THE RECORDS -
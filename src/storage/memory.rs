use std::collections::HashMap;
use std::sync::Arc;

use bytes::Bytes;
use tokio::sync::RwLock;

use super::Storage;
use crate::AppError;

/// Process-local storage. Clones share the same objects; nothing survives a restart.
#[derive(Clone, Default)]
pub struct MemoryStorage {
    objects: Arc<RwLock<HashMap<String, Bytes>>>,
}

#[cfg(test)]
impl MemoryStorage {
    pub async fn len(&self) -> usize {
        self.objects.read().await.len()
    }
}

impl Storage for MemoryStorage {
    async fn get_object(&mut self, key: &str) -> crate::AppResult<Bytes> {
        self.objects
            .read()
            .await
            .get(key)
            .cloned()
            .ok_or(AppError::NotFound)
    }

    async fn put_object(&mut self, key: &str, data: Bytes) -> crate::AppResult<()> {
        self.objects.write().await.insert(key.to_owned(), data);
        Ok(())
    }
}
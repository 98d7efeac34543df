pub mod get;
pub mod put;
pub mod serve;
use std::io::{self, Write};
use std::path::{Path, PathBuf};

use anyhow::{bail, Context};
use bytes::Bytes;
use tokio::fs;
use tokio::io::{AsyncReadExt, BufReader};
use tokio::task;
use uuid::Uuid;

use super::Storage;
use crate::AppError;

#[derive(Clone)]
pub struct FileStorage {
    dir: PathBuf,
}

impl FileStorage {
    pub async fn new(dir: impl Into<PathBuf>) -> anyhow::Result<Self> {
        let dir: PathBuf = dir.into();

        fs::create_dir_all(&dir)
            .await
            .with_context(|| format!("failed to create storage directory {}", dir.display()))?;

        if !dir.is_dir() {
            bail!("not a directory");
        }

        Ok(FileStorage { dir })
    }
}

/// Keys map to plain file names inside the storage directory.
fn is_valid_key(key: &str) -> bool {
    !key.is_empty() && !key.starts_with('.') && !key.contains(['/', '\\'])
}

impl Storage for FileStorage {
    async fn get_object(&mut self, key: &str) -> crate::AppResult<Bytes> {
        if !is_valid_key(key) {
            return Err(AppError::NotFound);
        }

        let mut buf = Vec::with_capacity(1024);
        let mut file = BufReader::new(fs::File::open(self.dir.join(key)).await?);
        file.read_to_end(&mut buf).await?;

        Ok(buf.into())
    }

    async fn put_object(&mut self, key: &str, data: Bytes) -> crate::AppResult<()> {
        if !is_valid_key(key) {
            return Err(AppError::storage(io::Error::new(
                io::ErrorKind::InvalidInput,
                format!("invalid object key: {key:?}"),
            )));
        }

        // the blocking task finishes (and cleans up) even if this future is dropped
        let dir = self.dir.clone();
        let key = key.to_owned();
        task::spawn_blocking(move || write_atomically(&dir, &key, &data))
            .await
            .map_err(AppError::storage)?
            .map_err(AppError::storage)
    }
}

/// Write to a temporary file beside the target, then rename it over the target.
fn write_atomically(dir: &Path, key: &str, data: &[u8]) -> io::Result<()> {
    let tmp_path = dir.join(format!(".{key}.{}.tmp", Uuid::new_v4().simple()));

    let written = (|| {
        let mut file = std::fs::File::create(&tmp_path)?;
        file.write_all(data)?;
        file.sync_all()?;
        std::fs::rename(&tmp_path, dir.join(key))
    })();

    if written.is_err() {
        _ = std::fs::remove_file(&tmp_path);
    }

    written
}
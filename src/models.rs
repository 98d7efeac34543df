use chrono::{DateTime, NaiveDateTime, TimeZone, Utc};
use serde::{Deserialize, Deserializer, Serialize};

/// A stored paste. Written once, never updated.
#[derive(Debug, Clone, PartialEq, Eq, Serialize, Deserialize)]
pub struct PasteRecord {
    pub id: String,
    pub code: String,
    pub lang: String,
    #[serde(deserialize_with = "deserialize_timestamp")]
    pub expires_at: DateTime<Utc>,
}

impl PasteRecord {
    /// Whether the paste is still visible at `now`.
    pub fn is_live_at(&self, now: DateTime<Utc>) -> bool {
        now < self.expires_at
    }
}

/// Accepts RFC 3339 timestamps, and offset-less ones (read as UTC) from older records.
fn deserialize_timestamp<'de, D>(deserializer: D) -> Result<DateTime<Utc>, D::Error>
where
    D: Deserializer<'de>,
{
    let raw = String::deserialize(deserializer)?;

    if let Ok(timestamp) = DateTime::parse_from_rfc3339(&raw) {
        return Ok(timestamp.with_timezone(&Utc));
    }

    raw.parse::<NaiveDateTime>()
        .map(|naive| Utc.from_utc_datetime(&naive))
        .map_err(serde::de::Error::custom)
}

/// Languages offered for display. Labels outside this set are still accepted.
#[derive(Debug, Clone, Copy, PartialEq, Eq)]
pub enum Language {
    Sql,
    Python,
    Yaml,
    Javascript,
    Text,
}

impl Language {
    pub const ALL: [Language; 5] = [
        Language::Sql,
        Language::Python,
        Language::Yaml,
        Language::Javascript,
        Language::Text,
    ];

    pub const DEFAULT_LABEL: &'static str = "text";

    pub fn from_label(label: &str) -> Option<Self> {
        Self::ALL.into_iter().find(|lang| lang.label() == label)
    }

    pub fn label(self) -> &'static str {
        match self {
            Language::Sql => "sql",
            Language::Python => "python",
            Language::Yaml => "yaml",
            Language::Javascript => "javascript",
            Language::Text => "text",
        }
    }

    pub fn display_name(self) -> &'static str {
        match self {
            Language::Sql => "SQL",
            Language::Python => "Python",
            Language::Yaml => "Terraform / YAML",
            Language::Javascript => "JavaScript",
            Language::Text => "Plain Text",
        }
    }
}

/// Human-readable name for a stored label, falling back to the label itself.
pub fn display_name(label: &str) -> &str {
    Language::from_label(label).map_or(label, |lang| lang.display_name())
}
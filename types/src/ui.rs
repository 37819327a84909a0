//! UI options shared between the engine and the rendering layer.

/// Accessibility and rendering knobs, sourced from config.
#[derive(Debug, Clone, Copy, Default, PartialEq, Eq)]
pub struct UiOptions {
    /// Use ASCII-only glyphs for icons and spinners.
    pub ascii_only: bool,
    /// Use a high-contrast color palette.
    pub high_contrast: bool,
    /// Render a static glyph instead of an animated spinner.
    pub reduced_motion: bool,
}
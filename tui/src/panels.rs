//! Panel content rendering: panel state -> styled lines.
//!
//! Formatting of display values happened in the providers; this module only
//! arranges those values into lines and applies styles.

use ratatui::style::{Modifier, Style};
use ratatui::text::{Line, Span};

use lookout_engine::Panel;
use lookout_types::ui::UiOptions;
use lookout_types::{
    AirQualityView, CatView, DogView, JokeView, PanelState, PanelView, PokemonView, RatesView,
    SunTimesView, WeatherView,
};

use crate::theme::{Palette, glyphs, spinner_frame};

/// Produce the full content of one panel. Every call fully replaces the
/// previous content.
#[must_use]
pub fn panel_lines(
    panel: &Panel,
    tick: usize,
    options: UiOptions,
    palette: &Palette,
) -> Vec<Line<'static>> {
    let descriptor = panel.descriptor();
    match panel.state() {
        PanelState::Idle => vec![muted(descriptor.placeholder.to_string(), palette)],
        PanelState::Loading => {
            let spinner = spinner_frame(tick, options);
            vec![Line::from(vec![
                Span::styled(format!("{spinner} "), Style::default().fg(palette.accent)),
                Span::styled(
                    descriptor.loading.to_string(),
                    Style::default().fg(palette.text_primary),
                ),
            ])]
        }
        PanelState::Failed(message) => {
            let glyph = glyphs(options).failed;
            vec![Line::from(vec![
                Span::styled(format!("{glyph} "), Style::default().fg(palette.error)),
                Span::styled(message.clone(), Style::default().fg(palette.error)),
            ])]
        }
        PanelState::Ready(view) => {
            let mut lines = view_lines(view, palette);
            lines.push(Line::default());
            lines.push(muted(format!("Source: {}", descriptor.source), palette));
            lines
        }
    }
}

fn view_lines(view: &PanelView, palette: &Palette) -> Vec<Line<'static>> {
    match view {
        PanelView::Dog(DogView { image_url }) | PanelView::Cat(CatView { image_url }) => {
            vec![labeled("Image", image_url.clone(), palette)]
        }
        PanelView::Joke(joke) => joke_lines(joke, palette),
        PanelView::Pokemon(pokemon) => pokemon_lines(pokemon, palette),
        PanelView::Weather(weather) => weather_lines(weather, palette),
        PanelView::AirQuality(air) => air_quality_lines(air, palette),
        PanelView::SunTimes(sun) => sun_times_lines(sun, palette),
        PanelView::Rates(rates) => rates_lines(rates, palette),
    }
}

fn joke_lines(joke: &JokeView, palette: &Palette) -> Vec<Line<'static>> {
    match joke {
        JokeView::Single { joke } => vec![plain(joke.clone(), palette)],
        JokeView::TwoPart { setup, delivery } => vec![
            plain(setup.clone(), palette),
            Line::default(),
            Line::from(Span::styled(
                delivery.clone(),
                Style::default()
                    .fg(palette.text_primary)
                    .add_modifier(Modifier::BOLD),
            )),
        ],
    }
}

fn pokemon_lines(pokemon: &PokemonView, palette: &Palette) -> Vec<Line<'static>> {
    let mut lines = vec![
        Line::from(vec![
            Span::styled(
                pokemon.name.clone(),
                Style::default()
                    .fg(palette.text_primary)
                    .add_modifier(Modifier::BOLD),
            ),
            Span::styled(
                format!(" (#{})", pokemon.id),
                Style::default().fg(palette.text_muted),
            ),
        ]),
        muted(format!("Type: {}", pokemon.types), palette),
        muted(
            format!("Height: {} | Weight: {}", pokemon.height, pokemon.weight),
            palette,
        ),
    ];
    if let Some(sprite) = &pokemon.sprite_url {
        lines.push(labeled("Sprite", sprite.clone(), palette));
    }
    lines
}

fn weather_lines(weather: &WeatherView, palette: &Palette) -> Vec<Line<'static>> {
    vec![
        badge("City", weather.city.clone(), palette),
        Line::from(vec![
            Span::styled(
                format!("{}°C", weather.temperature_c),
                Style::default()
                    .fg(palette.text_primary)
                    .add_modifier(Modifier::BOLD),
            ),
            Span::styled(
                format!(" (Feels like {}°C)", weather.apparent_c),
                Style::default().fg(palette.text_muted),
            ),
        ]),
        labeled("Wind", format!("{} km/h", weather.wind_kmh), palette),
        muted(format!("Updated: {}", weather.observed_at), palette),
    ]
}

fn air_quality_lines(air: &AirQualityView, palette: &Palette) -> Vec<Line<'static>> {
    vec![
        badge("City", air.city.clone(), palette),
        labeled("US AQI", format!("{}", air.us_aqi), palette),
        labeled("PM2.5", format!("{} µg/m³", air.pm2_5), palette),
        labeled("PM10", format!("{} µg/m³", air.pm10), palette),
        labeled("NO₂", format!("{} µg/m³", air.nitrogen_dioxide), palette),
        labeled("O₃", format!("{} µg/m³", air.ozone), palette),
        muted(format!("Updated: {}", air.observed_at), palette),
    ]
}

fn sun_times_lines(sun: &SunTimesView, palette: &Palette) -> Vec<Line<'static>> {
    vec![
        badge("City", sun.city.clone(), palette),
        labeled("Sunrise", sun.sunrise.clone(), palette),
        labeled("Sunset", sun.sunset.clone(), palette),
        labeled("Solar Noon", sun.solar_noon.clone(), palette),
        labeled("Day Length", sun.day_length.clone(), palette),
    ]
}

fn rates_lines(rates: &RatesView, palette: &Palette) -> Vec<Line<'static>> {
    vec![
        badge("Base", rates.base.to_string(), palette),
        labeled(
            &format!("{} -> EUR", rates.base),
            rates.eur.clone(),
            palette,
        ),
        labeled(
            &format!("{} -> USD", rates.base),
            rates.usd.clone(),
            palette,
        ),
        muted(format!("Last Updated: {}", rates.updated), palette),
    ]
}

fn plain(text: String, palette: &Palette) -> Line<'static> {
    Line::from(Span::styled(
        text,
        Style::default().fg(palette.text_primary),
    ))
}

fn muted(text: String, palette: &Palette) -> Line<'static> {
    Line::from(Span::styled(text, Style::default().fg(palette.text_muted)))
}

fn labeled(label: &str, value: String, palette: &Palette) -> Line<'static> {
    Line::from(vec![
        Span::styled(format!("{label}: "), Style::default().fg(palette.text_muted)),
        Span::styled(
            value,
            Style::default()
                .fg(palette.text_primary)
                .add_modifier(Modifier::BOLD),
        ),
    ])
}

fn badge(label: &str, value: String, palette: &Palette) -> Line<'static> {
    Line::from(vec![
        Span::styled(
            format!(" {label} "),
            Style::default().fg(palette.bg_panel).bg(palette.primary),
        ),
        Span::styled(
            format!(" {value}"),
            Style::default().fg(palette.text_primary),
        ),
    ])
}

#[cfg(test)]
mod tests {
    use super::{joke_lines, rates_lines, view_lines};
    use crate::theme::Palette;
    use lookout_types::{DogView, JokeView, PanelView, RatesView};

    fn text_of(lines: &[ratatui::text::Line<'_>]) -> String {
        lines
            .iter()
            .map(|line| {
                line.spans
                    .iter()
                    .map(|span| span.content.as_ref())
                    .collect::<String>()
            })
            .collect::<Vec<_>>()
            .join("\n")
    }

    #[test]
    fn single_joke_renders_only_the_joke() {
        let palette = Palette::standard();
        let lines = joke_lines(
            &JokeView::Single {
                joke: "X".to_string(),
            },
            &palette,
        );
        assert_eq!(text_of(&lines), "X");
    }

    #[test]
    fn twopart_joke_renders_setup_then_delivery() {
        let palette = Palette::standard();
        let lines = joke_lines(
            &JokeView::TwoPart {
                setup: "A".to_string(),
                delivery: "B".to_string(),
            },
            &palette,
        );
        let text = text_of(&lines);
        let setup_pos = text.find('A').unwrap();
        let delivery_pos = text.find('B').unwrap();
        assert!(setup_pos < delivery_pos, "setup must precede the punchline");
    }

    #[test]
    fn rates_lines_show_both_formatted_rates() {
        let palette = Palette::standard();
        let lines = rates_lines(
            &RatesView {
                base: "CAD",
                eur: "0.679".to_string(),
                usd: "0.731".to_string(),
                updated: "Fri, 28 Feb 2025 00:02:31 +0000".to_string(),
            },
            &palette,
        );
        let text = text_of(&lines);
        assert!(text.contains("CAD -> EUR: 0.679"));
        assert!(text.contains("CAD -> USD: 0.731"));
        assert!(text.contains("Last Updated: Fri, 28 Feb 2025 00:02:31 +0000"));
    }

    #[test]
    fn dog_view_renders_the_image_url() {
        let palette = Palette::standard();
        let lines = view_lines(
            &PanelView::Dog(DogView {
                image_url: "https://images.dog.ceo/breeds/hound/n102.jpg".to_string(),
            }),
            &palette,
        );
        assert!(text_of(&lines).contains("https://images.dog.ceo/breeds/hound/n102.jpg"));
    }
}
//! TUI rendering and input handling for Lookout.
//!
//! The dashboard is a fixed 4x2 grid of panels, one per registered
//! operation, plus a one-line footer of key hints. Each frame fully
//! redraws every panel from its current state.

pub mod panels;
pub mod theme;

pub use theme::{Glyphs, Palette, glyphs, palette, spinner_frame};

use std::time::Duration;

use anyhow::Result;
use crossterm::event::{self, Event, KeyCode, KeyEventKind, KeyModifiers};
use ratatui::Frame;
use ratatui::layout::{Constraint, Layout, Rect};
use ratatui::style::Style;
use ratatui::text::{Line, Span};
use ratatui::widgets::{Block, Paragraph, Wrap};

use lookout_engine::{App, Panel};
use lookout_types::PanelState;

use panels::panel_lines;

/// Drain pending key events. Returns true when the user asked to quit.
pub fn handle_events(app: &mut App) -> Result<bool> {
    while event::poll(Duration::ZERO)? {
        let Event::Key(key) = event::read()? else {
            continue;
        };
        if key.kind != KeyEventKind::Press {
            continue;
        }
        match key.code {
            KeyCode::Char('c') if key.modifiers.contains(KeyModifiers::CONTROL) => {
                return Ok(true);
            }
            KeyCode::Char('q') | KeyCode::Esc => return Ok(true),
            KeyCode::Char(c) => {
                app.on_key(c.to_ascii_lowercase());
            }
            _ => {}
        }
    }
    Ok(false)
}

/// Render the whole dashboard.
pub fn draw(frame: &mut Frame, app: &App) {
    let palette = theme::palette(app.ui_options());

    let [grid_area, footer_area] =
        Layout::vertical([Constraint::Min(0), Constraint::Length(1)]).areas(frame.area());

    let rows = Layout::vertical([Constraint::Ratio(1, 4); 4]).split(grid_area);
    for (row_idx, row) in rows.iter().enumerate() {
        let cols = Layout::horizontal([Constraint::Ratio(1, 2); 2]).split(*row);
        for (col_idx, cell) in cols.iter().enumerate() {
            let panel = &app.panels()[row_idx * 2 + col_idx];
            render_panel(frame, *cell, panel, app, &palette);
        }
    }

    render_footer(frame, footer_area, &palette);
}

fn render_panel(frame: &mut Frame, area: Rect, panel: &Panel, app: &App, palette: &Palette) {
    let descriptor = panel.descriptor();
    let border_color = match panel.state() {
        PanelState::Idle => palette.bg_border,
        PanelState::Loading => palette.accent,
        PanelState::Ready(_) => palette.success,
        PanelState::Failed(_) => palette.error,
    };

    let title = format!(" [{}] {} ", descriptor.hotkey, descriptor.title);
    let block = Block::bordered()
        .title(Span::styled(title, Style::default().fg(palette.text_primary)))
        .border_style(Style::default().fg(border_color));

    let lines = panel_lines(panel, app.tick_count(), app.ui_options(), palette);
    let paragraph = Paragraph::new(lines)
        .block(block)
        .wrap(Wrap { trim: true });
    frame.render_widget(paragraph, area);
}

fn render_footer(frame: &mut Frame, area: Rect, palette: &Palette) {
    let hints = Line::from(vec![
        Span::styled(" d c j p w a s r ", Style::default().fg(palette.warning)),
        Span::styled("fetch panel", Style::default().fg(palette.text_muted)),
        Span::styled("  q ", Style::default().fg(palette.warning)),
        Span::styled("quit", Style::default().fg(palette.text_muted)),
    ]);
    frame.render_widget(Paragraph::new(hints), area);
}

WHAT YOU WILL DO -
Copy down every line of the entries containing the word "serde".

EXERCISE SOLUTION -
use serde::{Deserialize, Deserializer, Serialize};
    #[serde(deserialize_with = "deserialize_timestamp")]
        .map_err(serde::de::Error::custom)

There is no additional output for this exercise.